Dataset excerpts
╭──
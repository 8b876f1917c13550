#[macro_use]
extern crate tracing;

mod app;
pub mod args;
mod logging;
pub mod probes;

pub use app::run;
pub use args::Args;
pub use logging::init_logging;
#[macro_use]
extern crate tracing;

pub mod cache;
mod collect;
mod error;
mod fingerprint;
pub mod hashing;
mod probe;
mod registry;
pub mod timeout;

pub use cache::{
    CachePolicy,
    CacheStats,
    ResultCache,
    StorageMode,
};
pub use collect::{
    public_field_name,
    CollectionOrchestrator,
    ProbeOutcome,
};
pub use error::CollectError;
pub use fingerprint::{
    CachedFingerprint,
    Components,
    CompositeFingerprint,
};
pub use hashing::{
    FingerprintHasher,
    HashAlgorithm,
};
pub use probe::{
    Probe,
    ProbeDescriptor,
    ProbeFuture,
};
pub use registry::{
    ProbeRegistry,
    RegisteredProbe,
};
pub use timeout::{
    Settled,
    TimeoutGuard,
};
╰──
**What the exercise asks**: The records above must be output exactly, in full.

**Task output**:
repository 8b876f1917c13550
#[macro_use]
extern crate tracing;

mod app;
pub mod args;
mod logging;
pub mod probes;

pub use app::run;
pub use args::Args;
pub use logging::init_logging;
#[macro_use]
extern crate tracing;

pub mod cache;
mod collect;
mod error;
mod fingerprint;
pub mod hashing;
mod probe;
mod registry;
pub mod timeout;

pub use cache::{
    CachePolicy,
    CacheStats,
    ResultCache,
    StorageMode,
};
pub use collect::{
    public_field_name,
    CollectionOrchestrator,
    ProbeOutcome,
};
pub use error::CollectError;
pub use fingerprint::{
    CachedFingerprint,
    Components,
    CompositeFingerprint,
};
pub use hashing::{
    FingerprintHasher,
    HashAlgorithm,
};
pub use probe::{
    Probe,
    ProbeDescriptor,
    ProbeFuture,
};
pub use registry::{
    ProbeRegistry,
    RegisteredProbe,
};
pub use timeout::{
    Settled,
    TimeoutGuard,
};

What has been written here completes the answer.